United, they headed down the Ohio to the Mississippi, then upriver to a place just past St. Louis right across from the mouth of the Missouri in Illinois, where they wintered over in 1803-1804. Back to Top

The cast (so to speak) of The Corps of Discovery wasn't complete until they arrived at the Mandan Villages in late 1804, where they built a fort and wintered over. Here they picked up a mediocre guide by the name of Charbonneau, and was pretty much tolerated only because he had a wife named Sacagawea (and one should note a pregnant Sacagawea), who could speak a couple of different native dialects and could translate for the party.

So we can sum up the story so far. They have travelled some 1000 miles up the Missouri River. About halfway, they lost Sergeant Charles Floyd in Iowa by natural causes. (Most likely a burst appendix, fatal in the day.) They will winter over at a spot next to the Missouri River approximately 40 miles North of what is now Bismarck, North Dakota. They will build a fort named Fort Mandan after the local tribe that welcomed them here, and endure temperatures of -40 degrees Fahrenheit during the coldest nights. No indoor plumbing, remember, and there were 10 to 15 grown men in the enlisted quarters, so no privacy.

In the Spring of 1805, after the ice has broken up on the river, the keel boat which has been the main support vessel for the Corps, will be sent back to St. Louis with the samples of flora and fauna collected so far. The Corps would travel mostly by canoe now, as the river became shallower and less navigable for a large bottomed boat. Back to Top

Interpretive/Visitor's Centers

For the 200th anniversary of the Corps of Discovery's journey, Lewis and Clark interpretive centers have sprung up all along the route, either new buildings or spiffed up existing ones, from Saint Louis to the Pacific Ocean.

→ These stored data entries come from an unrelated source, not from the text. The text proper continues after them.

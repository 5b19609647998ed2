//! Scripted in-process transport used by the dispatch tests.
//!
//! Behavior is driven by the provider's settings and by the recipient
//! address:
//!
//! - the first `failing_opens` calls to `open` fail;
//! - recipients containing `reject` are refused;
//! - recipients containing `abort` are refused and break the session, after
//!   which every send on it fails;
//! - recipients containing `hang` never complete;
//! - every other send succeeds after `send_delay`.

use super::{Transport, TransportProvider};
use core::time::Duration;
use mailly_core::{Error, Result, types::MessageRequest};
use parking_lot::Mutex;
use portable_atomic::{AtomicUsize, Ordering};
use std::sync::Arc;

#[derive(Debug, Default)]
pub struct Stats {
    pub open_attempts: AtomicUsize,
    pub opened: AtomicUsize,
    pub closed: AtomicUsize,
    pub send_attempts: AtomicUsize,
    pub delivered: Mutex<Vec<String>>,
}

impl Stats {
    pub fn delivered(&self) -> Vec<String> {
        self.delivered.lock().clone()
    }
}

#[derive(Debug, Clone, Default)]
pub struct MemoryProvider {
    pub failing_opens: usize,
    pub send_delay: Duration,
    pub stats: Arc<Stats>,
}

impl MemoryProvider {
    pub fn new() -> Self {
        Self::default()
    }

    #[must_use]
    pub fn with_failing_opens(mut self, failing_opens: usize) -> Self {
        self.failing_opens = failing_opens;
        self
    }

    #[must_use]
    pub fn with_send_delay(mut self, send_delay: Duration) -> Self {
        self.send_delay = send_delay;
        self
    }
}

impl TransportProvider for MemoryProvider {
    type Connection = MemoryConnection;

    async fn open(&self) -> Result<MemoryConnection> {
        let attempt = self.stats.open_attempts.fetch_add(1, Ordering::SeqCst);
        if attempt < self.failing_opens {
            return Err(Error::transport("connection refused"));
        }
        self.stats.opened.fetch_add(1, Ordering::SeqCst);
        Ok(MemoryConnection {
            send_delay: self.send_delay,
            broken: false,
            stats: Arc::clone(&self.stats),
        })
    }
}

#[derive(Debug)]
pub struct MemoryConnection {
    send_delay: Duration,
    broken: bool,
    stats: Arc<Stats>,
}

impl Transport for MemoryConnection {
    async fn send(&mut self, message: &MessageRequest) -> Result<()> {
        self.stats.send_attempts.fetch_add(1, Ordering::SeqCst);
        if self.broken {
            return Err(Error::delivery("network error: Broken pipe"));
        }
        if message.recipient.contains("hang") {
            core::future::pending::<()>().await;
        }
        if !self.send_delay.is_zero() {
            tokio::time::sleep(self.send_delay).await;
        }
        if message.recipient.contains("reject") {
            return Err(Error::delivery("550 mailbox unavailable"));
        }
        if message.recipient.contains("abort") {
            self.broken = true;
            return Err(Error::delivery("554 transaction failed"));
        }
        self.stats.delivered.lock().push(message.recipient.clone());
        Ok(())
    }

    fn is_broken(&self) -> bool {
        self.broken
    }

    async fn close(self) -> Result<()> {
        self.stats.closed.fetch_add(1, Ordering::SeqCst);
        Ok(())
    }
}
//! Mutual-exclusion lock for short, non-blocking critical sections.
//!
//! Backed by `spin::Mutex`, already a teacher dependency. Spec.md §5 calls
//! for a lock that "disables preemption and forbids sleeping inside the
//! section"; on a host thread the closest honest analogue is a busy-wait
//! lock that is never held across anything that can block, which is the
//! discipline the itable/dtable/ftable implementations in this crate follow.

pub struct Spinlock<T> {
    inner: spin::Mutex<T>,
}

pub type SpinlockGuard<'s, T> = spin::MutexGuard<'s, T>;

impl<T> Spinlock<T> {
    pub const fn new(data: T) -> Self {
        Self {
            inner: spin::Mutex::new(data),
        }
    }

    pub fn lock(&self) -> SpinlockGuard<'_, T> {
        self.inner.lock()
    }
}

While I might joke that all the interpretive centers have the same stuff, I'll still point out that each one is worth a visit, if you have the time. Each has a specific focus on what the Corps did in the local area.

However, there are common things between all of them, like the cast of characters in this sometimes unbelievable production. Back to Top

North Dakota

The first Lewis and Clark site I visited in 2006 was Fort Mandan. There was a new Interpretive Center that's actually separate from the Fort and its visitor's center.

The Fort is an accurate reproduction, though in an approximate location. The years have completely erased the original fort, and the written journals can't give a fixed location where it was built.

Lewis and Clark Interpretive Center (ND, Fort Mandan)
Lewis And Clark ND Link Fort Mandan was where the Corps spent their first winter. Or at least someplace around where the replica fort is today, it's true location is unknown.

The interpretive center is new and a couple miles from the Fort, which has it's own visitor's center. I purposely avoided a bus tour, and got me a private tour of the Fort. It was actually a pretty cool tour.

Near Washburn, North Dakota / 20 Images. Visited Jul 2006.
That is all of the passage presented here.